*** EXERCISE INPUTS Section Begins ***
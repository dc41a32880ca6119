// Synchronization primitives
//
// Fences and semaphores for each frame in flight, plus the table that maps
// swap images to the frame slot whose fence currently owns them.

use ash::vk;
use std::sync::Arc;

use super::gpu::GpuDevice;
use crate::error::{Error, Result};

/// A fence that remembers whether it was last seen signaled.
pub struct Fence<D: GpuDevice> {
    device: Arc<D>,
    handle: vk::Fence,
    signaled: bool,
}

impl<D: GpuDevice> Fence<D> {
    pub fn new(device: Arc<D>, signaled: bool) -> Result<Self> {
        let handle = device.create_fence(signaled)?;
        Ok(Self {
            device,
            handle,
            signaled,
        })
    }

    pub fn handle(&self) -> vk::Fence {
        self.handle
    }

    pub fn is_signaled(&self) -> bool {
        self.signaled
    }

    /// Blocks until signaled or `timeout_ns` passes. `Ok(false)` on timeout.
    pub fn wait(&mut self, timeout_ns: u64) -> Result<bool> {
        if self.signaled {
            return Ok(true);
        }
        let done = self.device.wait_for_fence(self.handle, timeout_ns)?;
        if done {
            self.signaled = true;
        } else {
            log::warn!("Fence {:?} wait timed out after {} ns", self.handle, timeout_ns);
        }
        Ok(done)
    }

    pub fn reset(&mut self) -> Result<()> {
        self.device.reset_fence(self.handle)?;
        self.signaled = false;
        Ok(())
    }
}

impl<D: GpuDevice> Drop for Fence<D> {
    fn drop(&mut self) {
        self.device.destroy_fence(self.handle);
    }
}

/// Frame synchronization - one fence and two semaphores per frame in flight
pub struct FrameSync<D: GpuDevice> {
    image_available: Vec<vk::Semaphore>,
    queue_complete: Vec<vk::Semaphore>,
    in_flight: Vec<Fence<D>>,
    /// Indexed by swap image; holds the frame slot whose fence owns the image.
    images_in_flight: Vec<Option<usize>>,
    device: Arc<D>,
}

impl<D: GpuDevice> FrameSync<D> {
    pub fn new(device: Arc<D>, frames_in_flight: usize, image_count: usize) -> Result<Self> {
        let mut sync = Self {
            image_available: Vec::with_capacity(frames_in_flight),
            queue_complete: Vec::with_capacity(frames_in_flight),
            in_flight: Vec::with_capacity(frames_in_flight),
            images_in_flight: vec![None; image_count],
            device,
        };

        for _ in 0..frames_in_flight {
            sync.image_available.push(sync.device.create_semaphore()?);
            sync.queue_complete.push(sync.device.create_semaphore()?);
            // Start signaled so the first wait on each slot returns immediately
            sync.in_flight.push(Fence::new(sync.device.clone(), true)?);
        }

        log::debug!(
            "Created frame sync: {} frames in flight, {} swap images",
            frames_in_flight,
            image_count
        );
        Ok(sync)
    }

    pub fn frames_in_flight(&self) -> usize {
        self.in_flight.len()
    }

    pub fn image_available(&self, slot: usize) -> vk::Semaphore {
        self.image_available[slot]
    }

    pub fn queue_complete(&self, slot: usize) -> vk::Semaphore {
        self.queue_complete[slot]
    }

    pub fn fence(&self, slot: usize) -> &Fence<D> {
        &self.in_flight[slot]
    }

    /// Waits for the work last submitted from `slot`.
    pub fn wait_frame(&mut self, slot: usize, timeout_ns: u64) -> Result<()> {
        if self.in_flight[slot].wait(timeout_ns)? {
            Ok(())
        } else {
            Err(Error::FenceTimeout(timeout_ns))
        }
    }

    /// Swaps in a fresh image-available semaphore for `slot`, for when an
    /// acquire signaled the old one but the frame was abandoned.
    pub fn replace_image_available(&mut self, slot: usize) -> Result<()> {
        let fresh = self.device.create_semaphore()?;
        let stale = std::mem::replace(&mut self.image_available[slot], fresh);
        self.device.destroy_semaphore(stale);
        log::debug!("Replaced image-available semaphore of frame slot {}", slot);
        Ok(())
    }

    pub fn reset_frame(&mut self, slot: usize) -> Result<()> {
        self.in_flight[slot].reset()
    }

    /// Frame slot whose fence currently owns `image`, if any.
    pub fn image_owner(&self, image: usize) -> Option<usize> {
        self.images_in_flight.get(image).copied().flatten()
    }

    /// Waits on whatever fence still owns `image`. No-op for a free image.
    pub fn wait_image(&mut self, image: usize, timeout_ns: u64) -> Result<()> {
        match self.image_owner(image) {
            Some(slot) => self.wait_frame(slot, timeout_ns),
            None => Ok(()),
        }
    }

    /// Records `slot` as the owner of `image`, replacing any previous owner.
    pub fn claim_image(&mut self, image: usize, slot: usize) {
        if let Some(entry) = self.images_in_flight.get_mut(image) {
            *entry = Some(slot);
        }
    }

    /// Forgets image ownership, e.g. after the swap chain was rebuilt.
    pub fn reset_images(&mut self, image_count: usize) {
        self.images_in_flight.clear();
        self.images_in_flight.resize(image_count, None);
    }
}

impl<D: GpuDevice> Drop for FrameSync<D> {
    fn drop(&mut self) {
        for &semaphore in self.image_available.iter().chain(&self.queue_complete) {
            self.device.destroy_semaphore(semaphore);
        }
        // Fences destroy themselves
    }
}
*** EXERCISE INPUTS Section Ends ***
- **YOUR ASSIGNMENT**
From the first line to the last, return the data above exactly.

- **EXPECTED OUTPUT**
repository dc41a32880ca6119
// Synchronization primitives
//
// Fences and semaphores for each frame in flight, plus the table that maps
// swap images to the frame slot whose fence currently owns them.

use ash::vk;
use std::sync::Arc;

use super::gpu::GpuDevice;
use crate::error::{Error, Result};

/// A fence that remembers whether it was last seen signaled.
pub struct Fence<D: GpuDevice> {
    device: Arc<D>,
    handle: vk::Fence,
    signaled: bool,
}

impl<D: GpuDevice> Fence<D> {
    pub fn new(device: Arc<D>, signaled: bool) -> Result<Self> {
        let handle = device.create_fence(signaled)?;
        Ok(Self {
            device,
            handle,
            signaled,
        })
    }

    pub fn handle(&self) -> vk::Fence {
        self.handle
    }

    pub fn is_signaled(&self) -> bool {
        self.signaled
    }

    /// Blocks until signaled or `timeout_ns` passes. `Ok(false)` on timeout.
    pub fn wait(&mut self, timeout_ns: u64) -> Result<bool> {
        if self.signaled {
            return Ok(true);
        }
        let done = self.device.wait_for_fence(self.handle, timeout_ns)?;
        if done {
            self.signaled = true;
        } else {
            log::warn!("Fence {:?} wait timed out after {} ns", self.handle, timeout_ns);
        }
        Ok(done)
    }

    pub fn reset(&mut self) -> Result<()> {
        self.device.reset_fence(self.handle)?;
        self.signaled = false;
        Ok(())
    }
}

impl<D: GpuDevice> Drop for Fence<D> {
    fn drop(&mut self) {
        self.device.destroy_fence(self.handle);
    }
}

/// Frame synchronization - one fence and two semaphores per frame in flight
pub struct FrameSync<D: GpuDevice> {
    image_available: Vec<vk::Semaphore>,
    queue_complete: Vec<vk::Semaphore>,
    in_flight: Vec<Fence<D>>,
    /// Indexed by swap image; holds the frame slot whose fence owns the image.
    images_in_flight: Vec<Option<usize>>,
    device: Arc<D>,
}

impl<D: GpuDevice> FrameSync<D> {
    pub fn new(device: Arc<D>, frames_in_flight: usize, image_count: usize) -> Result<Self> {
        let mut sync = Self {
            image_available: Vec::with_capacity(frames_in_flight),
            queue_complete: Vec::with_capacity(frames_in_flight),
            in_flight: Vec::with_capacity(frames_in_flight),
            images_in_flight: vec![None; image_count],
            device,
        };

        for _ in 0..frames_in_flight {
            sync.image_available.push(sync.device.create_semaphore()?);
            sync.queue_complete.push(sync.device.create_semaphore()?);
            // Start signaled so the first wait on each slot returns immediately
            sync.in_flight.push(Fence::new(sync.device.clone(), true)?);
        }

        log::debug!(
            "Created frame sync: {} frames in flight, {} swap images",
            frames_in_flight,
            image_count
        );
        Ok(sync)
    }

    pub fn frames_in_flight(&self) -> usize {
        self.in_flight.len()
    }

    pub fn image_available(&self, slot: usize) -> vk::Semaphore {
        self.image_available[slot]
    }

    pub fn queue_complete(&self, slot: usize) -> vk::Semaphore {
        self.queue_complete[slot]
    }

    pub fn fence(&self, slot: usize) -> &Fence<D> {
        &self.in_flight[slot]
    }

    /// Waits for the work last submitted from `slot`.
    pub fn wait_frame(&mut self, slot: usize, timeout_ns: u64) -> Result<()> {
        if self.in_flight[slot].wait(timeout_ns)? {
            Ok(())
        } else {
            Err(Error::FenceTimeout(timeout_ns))
        }
    }

    /// Swaps in a fresh image-available semaphore for `slot`, for when an
    /// acquire signaled the old one but the frame was abandoned.
    pub fn replace_image_available(&mut self, slot: usize) -> Result<()> {
        let fresh = self.device.create_semaphore()?;
        let stale = std::mem::replace(&mut self.image_available[slot], fresh);
        self.device.destroy_semaphore(stale);
        log::debug!("Replaced image-available semaphore of frame slot {}", slot);
        Ok(())
    }

    pub fn reset_frame(&mut self, slot: usize) -> Result<()> {
        self.in_flight[slot].reset()
    }

    /// Frame slot whose fence currently owns `image`, if any.
    pub fn image_owner(&self, image: usize) -> Option<usize> {
        self.images_in_flight.get(image).copied().flatten()
    }

    /// Waits on whatever fence still owns `image`. No-op for a free image.
    pub fn wait_image(&mut self, image: usize, timeout_ns: u64) -> Result<()> {
        match self.image_owner(image) {
            Some(slot) => self.wait_frame(slot, timeout_ns),
            None => Ok(()),
        }
    }

    /// Records `slot` as the owner of `image`, replacing any previous owner.
    pub fn claim_image(&mut self, image: usize, slot: usize) {
        if let Some(entry) = self.images_in_flight.get_mut(image) {
            *entry = Some(slot);
        }
    }

    /// Forgets image ownership, e.g. after the swap chain was rebuilt.
    pub fn reset_images(&mut self, image_count: usize) {
        self.images_in_flight.clear();
        self.images_in_flight.resize(image_count, None);
    }
}

impl<D: GpuDevice> Drop for FrameSync<D> {
    fn drop(&mut self) {
        for &semaphore in self.image_available.iter().chain(&self.queue_complete) {
            self.device.destroy_semaphore(semaphore);
        }
        // Fences destroy themselves
    }
}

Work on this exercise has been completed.